::: DATA SHOWN
// SPDX-License-Identifier: MIT
// Copyright 2026 The study-tracker authors

//! Password policy and credential hashing.
//!
//! Hashes are Argon2id PHC strings (`$argon2id$v=19$...`), salt included.

use argon2::{password_hash::SaltString, Argon2, PasswordHash, PasswordHasher, PasswordVerifier};

use crate::error::{AppError, Result};

const MIN_PASSWORD_LEN: usize = 8;

/// Check a new password against the account password rules.
///
/// # Errors
///
/// `InvalidInput` describing the first rule that fails.
pub fn validate_new_password(password: &str, confirm_password: &str) -> Result<()> {
    let long_enough = password.chars().count() >= MIN_PASSWORD_LEN;
    let has_upper = password.chars().any(|c| c.is_ascii_uppercase());
    let has_lower = password.chars().any(|c| c.is_ascii_lowercase());
    let has_digit = password.chars().any(|c| c.is_ascii_digit());

    if !(long_enough && has_upper && has_lower && has_digit) {
        return Err(AppError::InvalidInput(
            "Password must be at least 8 characters and include one uppercase, \
             one lowercase letter, and one number"
                .to_string(),
        ));
    }

    if password != confirm_password {
        return Err(AppError::InvalidInput("Passwords do not match".to_string()));
    }

    Ok(())
}

/// Derive a salted credential hash for storage.
///
/// CPU-bound; call from a blocking task.
pub fn hash_password(password: &str) -> Result<String> {
    let salt = SaltString::generate(&mut rand::thread_rng());
    let hash = Argon2::default()
        .hash_password(password.as_bytes(), &salt)
        .map_err(|e| AppError::Internal(anyhow::anyhow!("Failed to hash password: {}", e)))?;
    Ok(hash.to_string())
}

/// Check `password` against a stored credential hash.
///
/// Malformed stored hashes never verify. CPU-bound; call from a blocking task.
pub fn verify_password(stored: &str, password: &str) -> bool {
    let Ok(parsed) = PasswordHash::new(stored) else {
        tracing::warn!("Stored credential hash could not be parsed");
        return false;
    };
    Argon2::default()
        .verify_password(password.as_bytes(), &parsed)
        .is_ok()
}

#[cfg(test)]
mod tests {
    use super::*;

    #[test]
    fn test_password_rules() {
        assert!(validate_new_password("Secret123", "Secret123").is_ok());

        for weak in ["Sh0rt", "alllowercase1", "ALLUPPERCASE1", "NoDigitsHere"] {
            let err = validate_new_password(weak, weak).unwrap_err();
            assert!(matches!(err, AppError::InvalidInput(_)), "accepted {weak:?}");
        }
    }

    #[test]
    fn test_confirmation_must_match() {
        let err = validate_new_password("Secret123", "Secret124").unwrap_err();
        assert!(matches!(err, AppError::InvalidInput(msg) if msg.contains("match")));
    }

    #[test]
    fn test_hash_and_verify() {
        let stored = hash_password("Secret123").unwrap();

        assert!(stored.starts_with("$argon2id$"));
        assert!(verify_password(&stored, "Secret123"));
        assert!(!verify_password(&stored, "secret123"));
    }

    #[test]
    fn test_same_password_gets_distinct_salts() {
        let a = hash_password("Secret123").unwrap();
        let b = hash_password("Secret123").unwrap();
        assert_ne!(a, b);
    }

    #[test]
    fn test_malformed_hash_never_verifies() {
        assert!(!verify_password("", "anything"));
        assert!(!verify_password("plaintext", "plaintext"));
        assert!(!verify_password("$md5$abc$def", "anything"));
        assert!(!verify_password("$argon2id$v=19$m=19456,t=2,p=1$!!$!!", "anything"));
    }
}
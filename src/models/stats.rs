// SPDX-License-Identifier: MIT
// Copyright 2026 The study-tracker authors

//! Per-user study aggregates for dashboard queries.
//!
//! Aggregates are recomputed on every read from the complete subject and
//! session sets of one owner; nothing is stored.

use serde::{Deserialize, Serialize};
use std::collections::{BTreeMap, HashMap};

use crate::models::{StudySession, Subject};

/// Totals derived from one user's sessions.
///
/// Sessions whose subject no longer exists are left out of every field.
#[derive(Debug, Clone, Default, PartialEq, Eq, Serialize, Deserialize)]
pub struct StudyStats {
    /// Number of counted sessions
    #[serde(default)]
    pub total_sessions: u64,
    /// Sum of counted session durations (minutes)
    #[serde(default)]
    pub total_minutes: u64,
    /// Minutes per subject name; subjects without sessions are absent
    #[serde(default)]
    pub minutes_per_subject: BTreeMap<String, u64>,
}

impl StudyStats {
    /// Aggregate a user's sessions against their subjects.
    ///
    /// Subjects are joined in memory by ID. Subjects sharing a name share one
    /// entry in `minutes_per_subject`.
    pub fn from_records(subjects: &[Subject], sessions: &[StudySession]) -> Self {
        let names: HashMap<u64, &str> = subjects
            .iter()
            .map(|s| (s.id, s.name.as_str()))
            .collect();

        let mut stats = Self::default();
        for session in sessions {
            match names.get(&session.subject_id) {
                Some(name) => stats.record_session(name, session.duration_minutes),
                None => tracing::debug!(
                    session_id = session.id,
                    subject_id = session.subject_id,
                    "Dropping orphaned session from aggregates"
                ),
            }
        }
        stats
    }

    /// Add one session for the named subject.
    fn record_session(&mut self, subject_name: &str, minutes: u32) {
        let minutes = u64::from(minutes);
        self.total_sessions += 1;
        self.total_minutes += minutes;
        *self
            .minutes_per_subject
            .entry(subject_name.to_string())
            .or_insert(0) += minutes;
    }
}
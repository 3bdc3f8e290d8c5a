// SPDX-License-Identifier: MIT
// Copyright 2026 The study-tracker authors

//! Exam goal planning.
//!
//! The plan is a fixed linear budget: each subject contributes an hour
//! allowance determined by its difficulty, and the total is spread evenly
//! over the days left before the exam.

use chrono::NaiveDate;

use crate::error::{AppError, Result};
use crate::models::Subject;

/// Derived minute figures of a goal.
#[derive(Debug, Clone, Copy, PartialEq, Eq)]
pub struct GoalPlan {
    pub total_required_minutes: u64,
    pub recommended_daily_minutes: u64,
}

/// Compute the study budget for `subjects` with an exam on `exam_date`.
///
/// Days left are clamped to at least one, so an exam today or in the past
/// asks for the whole budget in a single day. The daily pace is rounded half
/// to even.
///
/// # Errors
///
/// `InvalidInput` if `subjects` is empty.
pub fn compute_goal(subjects: &[Subject], exam_date: NaiveDate, today: NaiveDate) -> Result<GoalPlan> {
    if subjects.is_empty() {
        return Err(AppError::InvalidInput(
            "Add at least one subject before setting a goal".to_string(),
        ));
    }

    let total_hours: u64 = subjects
        .iter()
        .map(|s| s.difficulty.hour_allowance())
        .sum();
    let total_required_minutes = total_hours * 60;

    let days_left = (exam_date - today).num_days().max(1) as u64;

    Ok(GoalPlan {
        total_required_minutes,
        recommended_daily_minutes: div_round_half_even(total_required_minutes, days_left),
    })
}

/// `numerator / denominator` rounded to the nearest integer, ties to even.
fn div_round_half_even(numerator: u64, denominator: u64) -> u64 {
    let quotient = numerator / denominator;
    let twice_remainder = 2 * (numerator % denominator);

    if twice_remainder > denominator || (twice_remainder == denominator && quotient % 2 == 1) {
        quotient + 1
    } else {
        quotient
    }
}
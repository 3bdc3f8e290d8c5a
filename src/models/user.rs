// SPDX-License-Identifier: MIT
// Copyright 2026 The study-tracker authors

//! User model for storage and API.

use serde::{Deserialize, Serialize};

/// Registered account stored in the record store.
#[derive(Debug, Clone, Serialize, Deserialize, PartialEq)]
pub struct User {
    /// Record ID (also used as document ID)
    pub id: u64,
    /// Unique login name
    pub username: String,
    /// Contact email
    pub email: String,
    /// Argon2id PHC string (see `services::credentials`)
    pub password_hash: String,
    /// When the account was created (RFC 3339)
    pub created_at: String,
}
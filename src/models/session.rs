// SPDX-License-Identifier: MIT
// Copyright 2026 The study-tracker authors

//! Logged study session model.

use chrono::NaiveDate;
use serde::{Deserialize, Serialize};

/// One logged interval of study time against a subject.
#[derive(Debug, Clone, Serialize, Deserialize, PartialEq, Eq)]
pub struct StudySession {
    /// Record ID (also used as document ID)
    pub id: u64,
    /// Owner
    pub user_id: u64,
    /// Subject studied; may dangle if the subject was removed out of band
    pub subject_id: u64,
    /// Duration in minutes, always > 0
    pub duration_minutes: u32,
    /// Calendar day the session took place
    pub date: NaiveDate,
}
::::::
__WORK INSTRUCTIONS__
Please restate, word for word, the lines of the entries that run from the first line through the one holding "rule that fails.", and add nothing.

__WRITTEN REPLY__
// SPDX-License-Identifier: MIT
// Copyright 2026 The study-tracker authors

//! Password policy and credential hashing.
//!
//! Hashes are Argon2id PHC strings (`$argon2id$v=19$...`), salt included.

use argon2::{password_hash::SaltString, Argon2, PasswordHash, PasswordHasher, PasswordVerifier};

use crate::error::{AppError, Result};

const MIN_PASSWORD_LEN: usize = 8;

/// Check a new password against the account password rules.
///
/// # Errors
///
/// `InvalidInput` describing the first rule that fails.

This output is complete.